Beginning in the late 1980s, a series of improbable bark beetle outbreaks unsettled iconic forests and communities across western North America. An insect the size of a rice kernel eventually killed more than 30 billion pine and spruce trees from Alaska to New Mexico. Often appearing in masses larger than schools of killer whales, the beetles engineered one of the world's greatest forest die-offs since the deforestation of Europe by peasants between the eleventh and thirteenth centuries.

The beetle didn't act alone. Misguided science, out-of-control logging, bad public policy, and a hundred years of fire suppression created a volatile geography that released the world's oldest forest manager from all natural constraints.
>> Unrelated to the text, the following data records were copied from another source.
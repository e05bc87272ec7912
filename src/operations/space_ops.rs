use std::collections::HashSet;

use crate::error::Result;
use crate::math::{polygon_2d, polygon_3d, Point3, INTERSECT_TOL};
use crate::model::{SpaceId, SubSurfaceData, SurfaceData, SurfaceId, SurfaceStore, SurfaceType};
use crate::operations::adjacency::{unpair_surface, MatchSurfaces};
use crate::operations::intersection::ComputeIntersection;
use crate::operations::sub_adjacency::MatchSubSurfaces;

/// Opposing-normal threshold for space-level surface matching.
const OPPOSING_DOT: f64 = -0.98;

/// Pairs every partition shared by two spaces.
///
/// Two unpaired surfaces match when their building-frame normals oppose and
/// their vertex loops, one reversed, are circularly equal within tolerance.
/// Sub-surfaces of newly paired surfaces are then matched the same way.
pub struct MatchSpaces {
    space: SpaceId,
    other: SpaceId,
}

impl MatchSpaces {
    /// Creates a new `MatchSpaces` operation.
    #[must_use]
    pub fn new(space: SpaceId, other: SpaceId) -> Self {
        Self { space, other }
    }

    /// Executes the matching.
    ///
    /// # Errors
    ///
    /// Returns an error if either space or a surface is not found in the
    /// store.
    pub fn execute(&self, store: &mut SurfaceStore) -> Result<()> {
        if self.space == self.other {
            return Ok(());
        }
        let to_building_1 = store.space(self.space)?.transformation;
        let to_building_2 = store.space(self.other)?.transformation;

        for surface_1 in store.surfaces_in_space(self.space) {
            if store.surface(surface_1)?.adjacent_surface.is_some() {
                continue;
            }
            let building_1 = to_building_1.apply_points(&store.surface(surface_1)?.vertices);
            let Ok(normal_1) = polygon_3d::outward_normal(&building_1) else {
                continue;
            };
            let Ok(centroid_1) = polygon_3d::centroid(&building_1) else {
                continue;
            };
            for surface_2 in store.surfaces_in_space(self.other) {
                if store.surface(surface_2)?.adjacent_surface.is_some() {
                    continue;
                }
                let building_2 = to_building_2.apply_points(&store.surface(surface_2)?.vertices);
                let Ok(normal_2) = polygon_3d::outward_normal(&building_2) else {
                    continue;
                };
                if normal_1.dot(&normal_2) >= OPPOSING_DOT {
                    continue;
                }
                // coincident loops share a centroid, so cheap rejection first
                let Ok(centroid_2) = polygon_3d::centroid(&building_2) else {
                    continue;
                };
                if (centroid_1 - centroid_2).norm() > INTERSECT_TOL {
                    continue;
                }
                let mut reversed = building_2.clone();
                reversed.reverse();
                if !polygon_2d::circular_equal(&building_1, &reversed, INTERSECT_TOL) {
                    continue;
                }
                MatchSurfaces::new(surface_1, surface_2).execute(store)?;
                self.match_sub_surfaces(store, surface_1, surface_2)?;
                break;
            }
        }
        Ok(())
    }

    fn match_sub_surfaces(
        &self,
        store: &mut SurfaceStore,
        surface_1: SurfaceId,
        surface_2: SurfaceId,
    ) -> Result<()> {
        let to_building_1 = store.space(self.space)?.transformation;
        let to_building_2 = store.space(self.other)?.transformation;
        for child_1 in store.surface(surface_1)?.sub_surfaces.clone() {
            if store.sub_surface(child_1)?.adjacent_sub_surface.is_some() {
                continue;
            }
            let building_1 = to_building_1.apply_points(&store.sub_surface(child_1)?.vertices);
            for child_2 in store.surface(surface_2)?.sub_surfaces.clone() {
                if store.sub_surface(child_2)?.adjacent_sub_surface.is_some() {
                    continue;
                }
                let mut reversed =
                    to_building_2.apply_points(&store.sub_surface(child_2)?.vertices);
                reversed.reverse();
                if polygon_2d::circular_equal(&building_1, &reversed, INTERSECT_TOL) {
                    MatchSubSurfaces::new(child_1, child_2).execute(store)?;
                    break;
                }
            }
        }
        Ok(())
    }
}

/// Dissolves every pairing touching a space, at both levels.
pub struct UnmatchSpace {
    space: SpaceId,
}

impl UnmatchSpace {
    /// Creates a new `UnmatchSpace` operation.
    #[must_use]
    pub fn new(space: SpaceId) -> Self {
        Self { space }
    }

    /// Executes the unmatching.
    ///
    /// # Errors
    ///
    /// Returns an error if the space is not found in the store.
    pub fn execute(&self, store: &mut SurfaceStore) -> Result<()> {
        store.space(self.space)?;
        for surface in store.surfaces_in_space(self.space) {
            unpair_surface(store, surface);
        }
        Ok(())
    }
}

/// Intersects every surface of one space against every surface of another,
/// re-geometrizing overlaps until a fixed point.
///
/// Surfaces with sub-surfaces or pairings are skipped; attempted pairs are
/// memoized; remainder surfaces spawned by an intersection re-enter the
/// candidate lists on the next pass.
pub struct IntersectSpaces {
    space: SpaceId,
    other: SpaceId,
}

impl IntersectSpaces {
    /// Creates a new `IntersectSpaces` operation.
    #[must_use]
    pub fn new(space: SpaceId, other: SpaceId) -> Self {
        Self { space, other }
    }

    /// Executes the intersection sweep.
    ///
    /// # Errors
    ///
    /// Returns an error if either space or a surface is not found in the
    /// store.
    pub fn execute(&self, store: &mut SurfaceStore) -> Result<()> {
        if self.space == self.other {
            return Ok(());
        }
        store.space(self.space)?;
        store.space(self.other)?;

        let mut attempted: HashSet<(SurfaceId, SurfaceId)> = HashSet::new();
        loop {
            let candidates_1 = eligible_surfaces(store, self.space)?;
            let candidates_2 = eligible_surfaces(store, self.other)?;
            let mut changed = false;
            'sweep: for &surface_1 in &candidates_1 {
                for &surface_2 in &candidates_2 {
                    if !attempted.insert((surface_1, surface_2)) {
                        continue;
                    }
                    if ComputeIntersection::new(surface_1, surface_2)
                        .execute(store)?
                        .is_some()
                    {
                        // the vertex loops changed and remainder surfaces
                        // may have spawned, rebuild the candidate lists
                        changed = true;
                        break 'sweep;
                    }
                }
            }
            if !changed {
                return Ok(());
            }
        }
    }

}

/// Eligible surfaces of a space for intersection, largest first.
fn eligible_surfaces(store: &SurfaceStore, space: SpaceId) -> Result<Vec<SurfaceId>> {
    let mut eligible = Vec::new();
    for id in store.surfaces_in_space(space) {
        let data = store.surface(id)?;
        if data.adjacent_surface.is_some() || !data.sub_surfaces.is_empty() {
            continue;
        }
        eligible.push((id, data.gross_area().unwrap_or(0.0)));
    }
    eligible.sort_by(|a, b| b.1.partial_cmp(&a.1).unwrap_or(std::cmp::Ordering::Equal));
    Ok(eligible.into_iter().map(|(id, _)| id).collect())
}

/// Mirrors a surface (and its sub-surfaces) into another space and pairs
/// the mirror with the original at both levels.
///
/// The mirrored loop runs through both space transforms with reversed
/// winding; Floor and RoofCeiling types swap.
pub struct CreateAdjacentSurface {
    surface: SurfaceId,
    other_space: SpaceId,
}

impl CreateAdjacentSurface {
    /// Creates a new `CreateAdjacentSurface` operation.
    #[must_use]
    pub fn new(surface: SurfaceId, other_space: SpaceId) -> Self {
        Self {
            surface,
            other_space,
        }
    }

    /// Executes the mirroring. `None` means the surface already lives in the
    /// target space.
    ///
    /// # Errors
    ///
    /// Returns an error if the surface or either space is not found in the
    /// store, or the mirrored geometry is degenerate.
    pub fn execute(&self, store: &mut SurfaceStore) -> Result<Option<SurfaceId>> {
        let data = store.surface(self.surface)?;
        if data.space == self.other_space {
            return Ok(None);
        }
        let name = data.name.clone();
        let surface_type = data.surface_type;
        let children = data.sub_surfaces.clone();
        let to_building = store.space(data.space)?.transformation;
        let from_building = store.space(self.other_space)?.transformation.inverse();

        let mirror = |vertices: &[Point3]| -> Vec<Point3> {
            let mut building = to_building.apply_points(vertices);
            building.reverse();
            from_building.apply_points(&building)
        };

        let vertices = mirror(&store.surface(self.surface)?.vertices);
        let mut new_data =
            SurfaceData::new(format!("{name} Reversed"), vertices, self.other_space)?;
        new_data.surface_type = match surface_type {
            SurfaceType::Floor => SurfaceType::RoofCeiling,
            SurfaceType::RoofCeiling => SurfaceType::Floor,
            SurfaceType::Wall => SurfaceType::Wall,
        };
        let new_surface = store.add_surface(new_data);
        MatchSurfaces::new(self.surface, new_surface).execute(store)?;

        for child in children {
            let child_data = store.sub_surface(child)?;
            let child_name = child_data.name.clone();
            let child_type = child_data.sub_surface_type;
            let multiplier = child_data.multiplier;
            let child_vertices = mirror(&child_data.vertices);

            let mut new_child_data =
                SubSurfaceData::new(format!("{child_name} Reversed"), child_vertices, new_surface)?;
            new_child_data.multiplier = multiplier;
            let new_child = store.add_sub_surface(new_child_data)?;
            store.sub_surface_mut(new_child)?.sub_surface_type = child_type;
            MatchSubSurfaces::new(child, new_child).execute(store)?;
        }
        Ok(Some(new_surface))
    }
}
Like most human empires, the beetles exploded wildly and then crashed, leaving in their wake grieving landowners, humbled scientists, hungry animals, and altered watersheds. Although climate change triggered this complex event, human arrogance assuredly set the table. With little warning, an ancient insect pointedly exposed the frailty of seemingly stable manmade landscapes. And despite the billions of public dollars spent on control efforts, the beetles burn away like a fire that can't be put out.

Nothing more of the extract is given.